**What you will do:** Transcribe the entire listing below exactly.

**Data supplied:**
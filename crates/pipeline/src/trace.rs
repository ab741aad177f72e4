//! Per-frame sample trace (JSONL).

use std::fs::{File, OpenOptions};
use std::io::{BufWriter, Write};
use std::path::{Path, PathBuf};

use gonio_analysis::OutcomeLabel;
use gonio_common::error::{GonioError, GonioResult};
use gonio_model::movement::{Category, MovementKind, Side};
use serde::Serialize;

pub const TRACE_SCHEMA_VERSION: &str = "1.0";

/// First line of a trace file, written as a `#` comment.
#[derive(Debug, Clone, Serialize)]
pub struct TraceHeader {
    pub schema_version: String,
    pub run_id: String,
    pub movement: MovementKind,
    pub side: Side,
    pub fps: f64,
    pub width: u32,
    pub height: u32,
    pub started_at: String,
}

/// One frame of the trace.
#[derive(Debug, Clone, PartialEq, Serialize)]
pub struct TraceRecord {
    pub frame: u64,
    pub timestamp_secs: f64,
    /// Arm of a bilateral run; each arm gets its own record.
    #[serde(skip_serializing_if = "Option::is_none")]
    pub side: Option<Side>,
    pub outcome: OutcomeLabel,
    #[serde(skip_serializing_if = "Option::is_none")]
    pub angle: Option<f64>,
    #[serde(skip_serializing_if = "Option::is_none")]
    pub category: Option<Category>,
}

/// Writes trace records to a JSONL file.
pub struct TraceWriter {
    writer: BufWriter<File>,
    path: PathBuf,
    records_written: u64,
}

impl TraceWriter {
    /// Create the trace file, writing the header as the first line.
    pub fn create(path: &Path, header: &TraceHeader) -> GonioResult<Self> {
        if let Some(parent) = path.parent().filter(|p| !p.as_os_str().is_empty()) {
            std::fs::create_dir_all(parent)?;
        }

        let file = OpenOptions::new()
            .create(true)
            .write(true)
            .truncate(true)
            .open(path)?;

        let mut writer = BufWriter::new(file);
        let header_json = serde_json::to_string(header)?;
        writeln!(writer, "# {header_json}")
            .map_err(|e| GonioError::resource(format!("Failed to write trace header: {e}")))?;

        Ok(Self {
            writer,
            path: path.to_path_buf(),
            records_written: 0,
        })
    }

    pub fn write_record(&mut self, record: &TraceRecord) -> GonioResult<()> {
        let json = serde_json::to_string(record)?;
        writeln!(self.writer, "{json}")
            .map_err(|e| GonioError::processing(format!("Failed to write trace record: {e}")))?;
        self.records_written += 1;

        if self.records_written % 1000 == 0 {
            self.flush()?;
        }
        Ok(())
    }

    pub fn flush(&mut self) -> GonioResult<()> {
        self.writer
            .flush()
            .map_err(|e| GonioError::processing(format!("Failed to flush trace: {e}")))
    }

    pub fn records_written(&self) -> u64 {
        self.records_written
    }

    pub fn path(&self) -> &Path {
        &self.path
    }
}

impl Drop for TraceWriter {
    fn drop(&mut self) {
        let _ = self.flush();
    }
}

**Worked solution:**
filename crates/pipeline/src/trace.rs
repository ab741aad177f72e4
//! Per-frame sample trace (JSONL).

use std::fs::{File, OpenOptions};
use std::io::{BufWriter, Write};
use std::path::{Path, PathBuf};

use gonio_analysis::OutcomeLabel;
use gonio_common::error::{GonioError, GonioResult};
use gonio_model::movement::{Category, MovementKind, Side};
use serde::Serialize;

pub const TRACE_SCHEMA_VERSION: &str = "1.0";

/// First line of a trace file, written as a `#` comment.
#[derive(Debug, Clone, Serialize)]
pub struct TraceHeader {
    pub schema_version: String,
    pub run_id: String,
    pub movement: MovementKind,
    pub side: Side,
    pub fps: f64,
    pub width: u32,
    pub height: u32,
    pub started_at: String,
}

/// One frame of the trace.
#[derive(Debug, Clone, PartialEq, Serialize)]
pub struct TraceRecord {
    pub frame: u64,
    pub timestamp_secs: f64,
    /// Arm of a bilateral run; each arm gets its own record.
    #[serde(skip_serializing_if = "Option::is_none")]
    pub side: Option<Side>,
    pub outcome: OutcomeLabel,
    #[serde(skip_serializing_if = "Option::is_none")]
    pub angle: Option<f64>,
    #[serde(skip_serializing_if = "Option::is_none")]
    pub category: Option<Category>,
}

/// Writes trace records to a JSONL file.
pub struct TraceWriter {
    writer: BufWriter<File>,
    path: PathBuf,
    records_written: u64,
}

impl TraceWriter {
    /// Create the trace file, writing the header as the first line.
    pub fn create(path: &Path, header: &TraceHeader) -> GonioResult<Self> {
        if let Some(parent) = path.parent().filter(|p| !p.as_os_str().is_empty()) {
            std::fs::create_dir_all(parent)?;
        }

        let file = OpenOptions::new()
            .create(true)
            .write(true)
            .truncate(true)
            .open(path)?;

        let mut writer = BufWriter::new(file);
        let header_json = serde_json::to_string(header)?;
        writeln!(writer, "# {header_json}")
            .map_err(|e| GonioError::resource(format!("Failed to write trace header: {e}")))?;

        Ok(Self {
            writer,
            path: path.to_path_buf(),
            records_written: 0,
        })
    }

    pub fn write_record(&mut self, record: &TraceRecord) -> GonioResult<()> {
        let json = serde_json::to_string(record)?;
        writeln!(self.writer, "{json}")
            .map_err(|e| GonioError::processing(format!("Failed to write trace record: {e}")))?;
        self.records_written += 1;

        if self.records_written % 1000 == 0 {
            self.flush()?;
        }
        Ok(())
    }

    pub fn flush(&mut self) -> GonioResult<()> {
        self.writer
            .flush()
            .map_err(|e| GonioError::processing(format!("Failed to flush trace: {e}")))
    }

    pub fn records_written(&self) -> u64 {
        self.records_written
    }

    pub fn path(&self) -> &Path {
        &self.path
    }
}

impl Drop for TraceWriter {
    fn drop(&mut self) {
        let _ = self.flush();
    }
}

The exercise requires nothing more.